A further modification to the system may involve the use of an estimated direction (DOA) for a desired signal for controlling a beamformer upstream of a detector in order to improve the efficiency of an overall system.
The example cited above relates to the localization of a voice source. The proposed system can also detect other classes of signals, however. In order to detect and classify different signals, it is necessary to use different features and possibly different representatives of the signals. If detection of a music signal is desired, for example, then the system needs to be trained with different musical instruments, and a suitable detector needs to be used.
The principle of the system according to the invention is implemented primarily as an algorithm for hearing aids. Use is not limited to hearing aids, however. On the contrary, such a method can also be used for navigation systems for blind people, for example in order to localize specific sounds in public places or, in yet another application, in order to find faulty parts in a large machine acoustically.

Claims

1. A method of localizing an audio source using a multichannel hearing system, the method which comprises:

acquiring an input signal in the multichannel hearing system;

detecting a signal in a prescribed class, the signal originating from the audio source, in the input signal; and

subsequently localizing the audio source using the signal detected in the detecting step.

2. The method according to claim 1, wherein the detecting step comprises examining prescribed features of the input signal, and wherein, if the prescribed features are present at an intensity that is predetermined for the prescribed class, the signal in the prescribed class is deemed to have been detected in the input signal.

3. The method according to claim 2, wherein the prescribed features are harmonic signal components or formants.

4. The method according to claim 3, wherein the prescribed class is “voice”.

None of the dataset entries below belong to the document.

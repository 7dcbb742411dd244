//! Observability subsystem.
//!
//! # Data Flow
//! ```text
//! All subsystems produce:
//!     → logging.rs (tracing subscriber, structured events)
//!     → metrics.rs (counters, gauges, histograms)
//!
//! Consumers:
//!     → stdout
//!     → Metrics endpoint (Prometheus scrape)
//! ```

pub mod logging;
pub mod metrics;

5. The method according to claim 1, which comprises detecting a plurality of signals in the prescribed class in the input signal and associating the plurality of signals with different audio sources on a basis of predefined criteria.

6. The method according to claim 5, wherein the different audio sources are a plurality of speakers.

7. The method according to claim 1, which comprises filtering signal components from the input signal prior to localizing on the basis of the detected signal.

8. The method according to claim 1, wherein the localizing step comprises carrying out cumulative statistics using a localization algorithm.

9. The method according to claim 1, wherein the multichannel hearing system is a binaural hearing system having two individual appliances, and the localizing step comprises transmitting only detected signal components of the input signal between the individual appliances in the binaural hearing system.

10. A multichannel hearing system with a plurality of input channels, the system comprising:

a detection device for detecting a signal in a prescribed class, which signal stems from an audio source, in an input signal of the multichannel hearing system; and

a localization device connected to said detection device for localizing the audio source using the signal detected with said detection device.